### Assignment
Locate each line of the material that contains "iter", then return it.

════════════════

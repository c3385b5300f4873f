//! Stable hashing of subscription queries.

use serde_json::Value;
use sha2::{Digest, Sha256};

use crate::Query;

/// Serializes a value as JSON with object keys sorted at every level.
pub fn canonical_json(value: &Value) -> String {
    let mut out = String::new();
    write_canonical(value, &mut out);
    out
}

fn write_canonical(value: &Value, out: &mut String) {
    match value {
        Value::Object(map) => {
            let mut keys: Vec<&String> = map.keys().collect();
            keys.sort();
            out.push('{');
            for (i, key) in keys.iter().enumerate() {
                if i > 0 {
                    out.push(',');
                }
                out.push_str(&Value::String((*key).clone()).to_string());
                out.push(':');
                write_canonical(&map[*key], out);
            }
            out.push('}');
        }
        Value::Array(items) => {
            out.push('[');
            for (i, item) in items.iter().enumerate() {
                if i > 0 {
                    out.push(',');
                }
                write_canonical(item, out);
            }
            out.push(']');
        }
        other => out.push_str(&other.to_string()),
    }
}

/// Hash identifying a (class, where) pair.
///
/// Equivalent queries hash equally regardless of key order. A query that is
/// only an `$or` also ignores branch order and duplicate branches.
pub fn query_hash(class_name: &str, where_clause: &Query) -> String {
    let canonical = match where_clause.get("$or") {
        Some(Value::Array(branches)) if where_clause.len() == 1 => {
            let mut parts: Vec<String> = branches.iter().map(canonical_json).collect();
            parts.sort();
            parts.dedup();
            format!("{{\"$or\":[{}]}}", parts.join(","))
        }
        _ => canonical_json(&Value::Object(where_clause.clone())),
    };

    let mut hasher = Sha256::new();
    hasher.update(class_name.as_bytes());
    hasher.update(b":");
    hasher.update(canonical.as_bytes());
    hex::encode(hasher.finalize())
}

════════════════

### Answer section
            for (i, key) in keys.iter().enumerate() {
            for (i, item) in items.iter().enumerate() {
            let mut parts: Vec<String> = branches.iter().map(canonical_json).collect();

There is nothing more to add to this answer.